The Moo Cow's tail is a piece of rope
All raveled out where it grows;
And it's just like feeling a piece of soap
All over the Moo Cow's nose.

And the Moo Cow Moo has lots of fun
Just switching his tail about,
But if he opens his mouth, why then I run,
For that's where the Moo comes out.

The Moo Cow Moo has deers on his head,
And his eyes stick out of their place,
And the nose of the Moo Cow Moo is spread
All over the Moo Cow's face.

And his feet are nothing but fingernails,
And his mamma don't keep them cut,
And he gives folks milk in water pails,
When he don't keep his handles shut.

But if you or I pull his handles, why
The Moo Cow Moo says it hurts,
But the hired man sits down close by
And squirts, and squirts, and squirts.


Here are some other readers' comments on "Moo Cow Moo"...

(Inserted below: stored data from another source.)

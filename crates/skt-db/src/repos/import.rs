//! CSV beneficiary import.
//!
//! The first row is the header. Recognised columns are `learner_id`
//! (required), `institution_id`, `cohort_code`, `district`, `enrolled_at`,
//! and `eligibility` (a JSON object). Unknown columns are ignored. Each row is
//! inserted on its own, so one bad row never blocks the rest.

use serde_json::{Map, Value};

use skt_core::audit_detail::BulkImportDetail;
use skt_core::enums::{AuditAction, ResourceType};
use skt_core::responses::{ImportReport, ImportRowError};
use skt_core::validation::{NewBeneficiary, optional_str, parse_date};

use crate::error::DatabaseError;
use crate::repos::audit::{Actor, AuditRecord};
use crate::service::SktService;

/// One data row as parsed from the file.
struct CsvRow {
    number: u64,
    fields: Map<String, Value>,
    /// Set when the row could not be decoded at all.
    decode_error: Option<String>,
}

impl CsvRow {
    fn field(&self, name: &str) -> Option<String> {
        self.fields
            .get(name)
            .and_then(Value::as_str)
            .and_then(|s| optional_str(Some(s.to_string())))
    }
}

fn read_rows(bytes: &[u8]) -> Result<Vec<CsvRow>, DatabaseError> {
    let mut reader = csv::ReaderBuilder::new()
        .trim(csv::Trim::All)
        .flexible(true)
        .from_reader(bytes);

    let headers = reader
        .headers()
        .map_err(|e| DatabaseError::Validation(format!("Invalid CSV header: {e}")))?
        .clone();
    if headers.iter().all(str::is_empty) {
        return Err(DatabaseError::Validation("CSV file has no header row".into()));
    }

    let mut rows = Vec::new();
    for (idx, record) in reader.records().enumerate() {
        let number = idx as u64 + 1;
        match record {
            Ok(record) => {
                let fields = headers
                    .iter()
                    .zip(record.iter())
                    .map(|(h, v)| (h.to_string(), Value::String(v.to_string())))
                    .collect();
                rows.push(CsvRow {
                    number,
                    fields,
                    decode_error: None,
                });
            }
            Err(e) => rows.push(CsvRow {
                number,
                fields: Map::new(),
                decode_error: Some(format!("Unreadable row: {e}")),
            }),
        }
    }
    Ok(rows)
}

fn row_to_new_beneficiary(row: &CsvRow) -> Result<NewBeneficiary, String> {
    if let Some(ref err) = row.decode_error {
        return Err(err.clone());
    }
    let learner_id = row
        .field("learner_id")
        .ok_or_else(|| "learner_id is required".to_string())?;

    let eligibility = match row.field("eligibility") {
        None => serde_json::json!({}),
        Some(raw) => match serde_json::from_str::<Value>(&raw) {
            Ok(v @ Value::Object(_)) => v,
            Ok(_) => return Err("eligibility must be a JSON object".to_string()),
            Err(e) => return Err(format!("Invalid eligibility JSON: {e}")),
        },
    };
    let enrolled_at = row
        .field("enrolled_at")
        .map(|raw| parse_date("enrolled_at", &raw))
        .transpose()
        .map_err(|e| e.to_string())?;

    Ok(NewBeneficiary {
        institution_id: row.field("institution_id"),
        cohort_code: row.field("cohort_code"),
        district: row.field("district"),
        enrolled_at,
        eligibility,
        ..NewBeneficiary::enrolled(learner_id)
    })
}

impl SktService {
    /// Import beneficiaries from CSV bytes into a programme.
    ///
    /// Row-level problems (missing `learner_id`, bad eligibility JSON,
    /// duplicates) are reported in the returned [`ImportReport`]; only a
    /// missing programme, an unreadable header, or a storage failure aborts
    /// the import.
    pub async fn import_beneficiaries_csv(
        &self,
        programme_id: &str,
        bytes: &[u8],
        filename: &str,
        actor: &Actor,
    ) -> Result<ImportReport, DatabaseError> {
        self.get_programme(programme_id).await?;
        let rows = read_rows(bytes)?;

        let mut report = ImportReport {
            total: rows.len() as u64,
            ..ImportReport::default()
        };

        for row in rows {
            let outcome = match row_to_new_beneficiary(&row) {
                Ok(new) => match self.insert_beneficiary(programme_id, &new).await {
                    Ok(_) => Ok(()),
                    Err(DatabaseError::Validation(message)) => Err(message),
                    Err(e) => return Err(e),
                },
                Err(message) => Err(message),
            };
            match outcome {
                Ok(()) => report.successful += 1,
                Err(error) => {
                    report.failed += 1;
                    report.errors.push(ImportRowError {
                        row: row.number,
                        error,
                        data: row.fields,
                    });
                }
            }
        }

        self.record_audit(
            actor,
            AuditRecord {
                programme_id: Some(programme_id),
                action: AuditAction::BulkImportBeneficiaries,
                resource_type: ResourceType::Beneficiary,
                resource_id: None,
                meta: BulkImportDetail {
                    total_rows: report.total,
                    successful: report.successful,
                    failed: report.failed,
                    filename: filename.to_string(),
                },
            },
        )
        .await?;

        tracing::info!(
            programme = %programme_id,
            total = report.total,
            successful = report.successful,
            failed = report.failed,
            "beneficiary import finished"
        );
        Ok(report)
    }
}

#[cfg(test)]
mod tests {
    use super::*;
    use crate::repos::audit::AuditFilter;
    use crate::repos::beneficiary::{BeneficiaryFilter, DUPLICATE_LEARNER};
    use crate::test_support::helpers::{create_test_programme, enrol, manager, test_service};
    use pretty_assertions::assert_eq;
    use skt_core::responses::PageRequest;

    const CSV: &str = "learner_id,institution_id,cohort_code,district,eligibility\n\
        L001,ITI-PUNE,C1,Pune,\"{\"\"bpl\"\": true}\"\n\
        ,ITI-PUNE,C1,Pune,\n\
        L003,,C2,Mumbai,\n\
        L004,ITI-NASIK,C2,Nashik,not-json\n";

    #[tokio::test]
    async fn imports_valid_rows_and_reports_the_rest() {
        let svc = test_service().await;
        let programme = create_test_programme(&svc, "PSD25").await;

        let report = svc
            .import_beneficiaries_csv(&programme.id, CSV.as_bytes(), "learners.csv", &manager())
            .await
            .unwrap();

        assert_eq!(report.total, 4);
        assert_eq!(report.successful, 2);
        assert_eq!(report.failed, 2);
        assert_eq!(report.errors[0].row, 2);
        assert_eq!(report.errors[0].error, "learner_id is required");
        assert_eq!(report.errors[0].data["institution_id"], "ITI-PUNE");
        assert_eq!(report.errors[1].row, 4);
        assert!(report.errors[1].error.starts_with("Invalid eligibility JSON"));

        let page = svc
            .list_beneficiaries(
                &programme.id,
                &BeneficiaryFilter::default(),
                PageRequest { page: 1, limit: 10 },
            )
            .await
            .unwrap();
        assert_eq!(page.pagination.total, 2);
        let first = page
            .items
            .iter()
            .find(|d| d.beneficiary.learner_id == "L001")
            .unwrap();
        assert_eq!(first.beneficiary.eligibility, serde_json::json!({"bpl": true}));
        assert_eq!(first.beneficiary.district.as_deref(), Some("Pune"));
        assert!(first.progress_record.is_some());
    }

    #[tokio::test]
    async fn duplicates_are_row_errors() {
        let svc = test_service().await;
        let programme = create_test_programme(&svc, "PSD25").await;
        enrol(&svc, &programme.id, "L001").await;

        let report = svc
            .import_beneficiaries_csv(
                &programme.id,
                b"learner_id\nL001\nL002\nL002\n",
                "dupes.csv",
                &manager(),
            )
            .await
            .unwrap();
        assert_eq!(report.successful, 1);
        assert_eq!(report.failed, 2);
        assert!(report.errors.iter().all(|e| e.error == DUPLICATE_LEARNER));
        assert_eq!(report.errors[1].row, 3);
    }

    #[tokio::test]
    async fn import_is_audited_once() {
        let svc = test_service().await;
        let programme = create_test_programme(&svc, "PSD25").await;
        svc.import_beneficiaries_csv(&programme.id, b"learner_id\nA\nB\n", "two.csv", &manager())
            .await
            .unwrap();

        let events = svc
            .query_audit(&AuditFilter {
                action: Some(AuditAction::BulkImportBeneficiaries),
                ..AuditFilter::default()
            })
            .await
            .unwrap();
        assert_eq!(events.len(), 1);
        assert_eq!(events[0].resource_id, None);
        assert_eq!(
            events[0].meta,
            serde_json::json!({"total_rows": 2, "successful": 2, "failed": 0, "filename": "two.csv"})
        );
    }

    #[tokio::test]
    async fn empty_file_is_rejected() {
        let svc = test_service().await;
        let programme = create_test_programme(&svc, "PSD25").await;
        let err = svc
            .import_beneficiaries_csv(&programme.id, b"", "empty.csv", &manager())
            .await
            .unwrap_err();
        assert!(matches!(err, DatabaseError::Validation(_)));
    }

    #[tokio::test]
    async fn unknown_programme() {
        let svc = test_service().await;
        let err = svc
            .import_beneficiaries_csv("prg-missing", b"learner_id\nA\n", "a.csv", &manager())
            .await
            .unwrap_err();
        assert!(matches!(err, DatabaseError::NotFound(_)));
    }

    #[test]
    fn enrolled_at_column_is_parsed() {
        let rows = read_rows(b"learner_id,enrolled_at\nL1,2025-01-04\nL2,someday\n").unwrap();
        let ok = row_to_new_beneficiary(&rows[0]).unwrap();
        assert_eq!(
            ok.enrolled_at.map(|d| d.date_naive().to_string()).as_deref(),
            Some("2025-01-04")
        );
        let err = row_to_new_beneficiary(&rows[1]).unwrap_err();
        assert_eq!(err, "\"enrolled_at\" must be a valid date");
    }
}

Windy Spencer wrote me, "I was surfing the web, found your site, and was very surprised to see 'Moo Cow Moo'. Growing up I was told the Moo Cow Moo over and over again, and now I tell it to my children, who also love it! The version I was told is a little different then the one on your site (her version was similar to the original poem), I spoke with my 83 year old Grandmother and told her the other version, she hadn't heard it that way before. She isn't sure of its origin, her father used to recite it to her while he was milking their cow."

Laura Soles wrote, "Just saw your note on the Moo Cow Moo. I never knew this as a song, but it was a poem I selected from 'The Book of Knowledge' encyclopedia to recite in elementary school. That would have been in the late 50's... I loved this poem and at 52 years old still recite it to my family. But I never heard the song. Thanks for the memory!"

Roy Stout wrote, " 'The Moo-Cow-Moo' was one of my favorite childhood poems. Mrs. Couch, my sixth grade teacher at F.S. Root Elementary School, Fayetteville, Arkansas, introduced me to it about forty years ago. The poem was written by Edmund Vance Cooke. I don't know exactly when, but it was at least early 1900's... Thanks for taking me back a few years."

Joseph F. Clayworth wrote, "... thanks for publishing this poem. I have been trying to find it for many years. My Dad used to recite this to me back in the 'old days' ... 1940's or so. There is one 'interpretation' (I won't say correction) that you might want to change. The line:

'And I wasn't afraid cat much,'
should read 'And I wasn't a fraid'-cat much.'

I used to hear 'scaredy-cat' and 'fraidy-cat' used interchangeably, by my peers, in the 2nd grade or so. The poet, I think, was using a contraction of 'fraidy-cat'.

Thanks again Joe"

Here's another note I received:


I found a letter in a copy of a 1907 copy of White Hyacinths by Elbert Hubbard. It was a copy of the Moo Cow Moo song copied from the Nov. 21, 1903 Sat Evening Post! Word for word.

My pa held me up to the moo-cow-moo
So close that I could almost touch,
En, I fed him a time or two,
En, I wasnt a fraid-cat- much.

But if my papa goes into the house,
En mamma, she goes in, too
I just keep still, like a little mouse,
For the moo-cow-moo might moo.

I have a hard time reading the second page-very faded.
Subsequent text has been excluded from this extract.